In January 2022, the National Institute for Health and Care Excellence (NICE) published its updated manual on the methods and processes for health technology evaluations. This included removing the end-of-life criteria and introducing a severity modifier, among other changes. The severity modifier allows a QALY weight of 1.2 or 1.7 to apply, depending on the QALY shortfall. This study aims to understand how the severity modifier has been implemented so far and its impact on committee decision making.
NICE health technology evaluations for which the updated methods applied (with final scopes from February 2022 onwards) were identified from publicly available information. Evaluation documents were analysed to collect data on indication, cost-effectiveness results, recommendations, and mention of the severity modifier. For relevant evaluations, details on the company’s approach to the severity modifier, NICE’s critique of the severity modifier and the impact on the outcome of the appraisal were assessed.

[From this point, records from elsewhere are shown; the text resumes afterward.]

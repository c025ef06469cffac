use std::{collections::HashMap, thread, time::Instant};

use bon::Builder;
use rand::{SeedableRng as _, rngs::SmallRng};
use rand_distr::Distribution as _;

use trihit::{
    Hittable, HittableList, Interval, MaterialIdx, MaterialTable, Ray, Sphere, Triangle,
    geometry::{FloatType, WorldPoint, WorldVector},
    util::HitStats,
};

/// Settings of the random ray probe.
#[derive(Debug, Builder)]
struct ProbeSettings {
    #[builder(default = 1_000_000)]
    ray_count: usize,

    /// Lower end of the accepted ray parameter range
    #[builder(default = 0.001)]
    t_min: FloatType,

    /// Rays start on a sphere of this radius around the scene
    #[builder(default = 6.0)]
    source_distance: FloatType,

    #[builder(default = 0x5eed)]
    seed: u64,

    /// Defaults to the number of CPUs
    worker_count: Option<usize>,
}

fn main() -> anyhow::Result<()> {
    let settings = ProbeSettings::builder().build();
    let (scene, materials) = demo_scene();
    let worker_count = settings.worker_count.unwrap_or_else(num_cpus::get).max(1);

    println!("{settings:?}");
    println!(
        "Scene: {} objects, {} materials, bounds {:?} - {:?}",
        scene.len(),
        materials.len(),
        scene.bounding_box().min,
        scene.bounding_box().max
    );

    let start = Instant::now();
    let results = thread::scope(|s| {
        let handles: Vec<_> = (0..worker_count)
            .map(|worker_id| {
                let scene = &scene;
                let settings = &settings;
                s.spawn(move || trace_batch(scene, settings, worker_id, worker_count))
            })
            .collect();

        handles
            .into_iter()
            .map(|handle| {
                handle
                    .join()
                    .map_err(|_| anyhow::anyhow!("Worker thread panicked"))
            })
            .collect::<anyhow::Result<Vec<_>>>()
    })?;
    let elapsed = start.elapsed();

    let mut stats = HitStats::default();
    let mut material_hits = HashMap::<MaterialIdx, usize>::new();
    for (worker_stats, worker_material_hits) in results {
        stats = stats.merge(&worker_stats);
        for (material, count) in worker_material_hits {
            *material_hits.entry(material).or_default() += count;
        }
    }

    println!("{stats}");

    let mut material_hits: Vec<_> = material_hits.into_iter().collect();
    material_hits.sort_by_key(|(material, _)| *material);
    for (material, count) in material_hits {
        println!("  {}: {} hits", materials.get(material)?, count);
    }

    println!(
        "{} workers, {:.2?}, {:.1} Mrays/s",
        worker_count,
        elapsed,
        stats.rays as f64 / elapsed.as_secs_f64() / 1e6
    );

    Ok(())
}

/// Traces this worker's share of the random rays.
fn trace_batch(
    scene: &HittableList,
    settings: &ProbeSettings,
    worker_id: usize,
    worker_count: usize,
) -> (HitStats, HashMap<MaterialIdx, usize>) {
    let mut ray_count = settings.ray_count / worker_count;
    if worker_id == 0 {
        ray_count += settings.ray_count % worker_count;
    }

    let mut rng = SmallRng::seed_from_u64(settings.seed.wrapping_add(worker_id as u64));
    let ray_t = Interval::from_min(settings.t_min);
    let mut stats = HitStats::default();
    let mut material_hits = HashMap::new();

    for _ in 0..ray_count {
        let ray = random_ray(&mut rng, settings.source_distance);
        let hit = scene.intersect(&ray, ray_t);
        stats.record(hit.as_ref());
        if let Some(rec) = hit {
            *material_hits.entry(rec.material).or_default() += 1;
        }
    }

    (stats, material_hits)
}

/// Ray from a random point around the scene towards a random point near its center.
fn random_ray(rng: &mut impl rand::Rng, source_distance: FloatType) -> Ray {
    let source: [FloatType; 3] = rand_distr::UnitSphere.sample(rng);
    let origin = WorldPoint::from(WorldVector::from(source) * source_distance);
    let target = WorldPoint::new(
        rng.random_range(-1.5..1.5),
        rng.random_range(-1.5..1.5),
        rng.random_range(-1.5..1.5),
    );

    Ray::new(origin, target - origin)
}

/// Ground plane made of two triangles, a tetrahedron and a sphere.
fn demo_scene() -> (HittableList, MaterialTable<&'static str>) {
    let mut materials = MaterialTable::new();
    let ground = materials.push("ground");
    let facets = materials.push("tetrahedron");
    let ball = materials.push("sphere");

    let mut scene = HittableList::new();

    let corners = [
        WorldPoint::new(-3.0, -1.0, 3.0),
        WorldPoint::new(3.0, -1.0, 3.0),
        WorldPoint::new(3.0, -1.0, -3.0),
        WorldPoint::new(-3.0, -1.0, -3.0),
    ];
    scene.add(Triangle::new(corners[0], corners[1], corners[2], ground));
    scene.add(Triangle::new(corners[0], corners[2], corners[3], ground));

    let apex = WorldPoint::new(0.0, 1.0, 0.0);
    let base = [
        WorldPoint::new(-1.0, -0.9, 0.6),
        WorldPoint::new(1.0, -0.9, 0.6),
        WorldPoint::new(0.0, -0.9, -1.1),
    ];
    let tetrahedron: HittableList = [
        Triangle::new(base[0], base[1], apex, facets),
        Triangle::new(base[1], base[2], apex, facets),
        Triangle::new(base[2], base[0], apex, facets),
        Triangle::new(base[0], base[2], base[1], facets),
    ]
    .into_iter()
    .collect();
    scene.add(tetrahedron);

    scene.add(Sphere::new(WorldPoint::new(1.8, -0.5, 1.2), 0.5, ball));

    (scene, materials)
}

27 relevant evaluations were identified with draft or final guidance published. Of these, the company made the case for the severity modifier applying in 3 (11%). The NICE committee applied a 1.2x weight in TA896, a 1.7x weight in TA866 for people having best supportive care only, and considered scenarios with a 1.2x weight in TA862. However, it could not conclude that the modifier was convincingly met. Issues leading to uncertainty in the QALY shortfall calculations related to utility values, the source of survival data and the baseline age in the model.
The severity modifier has been proposed in few evaluations so far, less than the proportion that NICE’s analysis suggested would have applied for evaluations from 2011 to 2019 (~28%). The NICE committee has generally needed convincing evidence to apply the modifier, although recognised the need to accept greater uncertainty in rare diseases in TA896.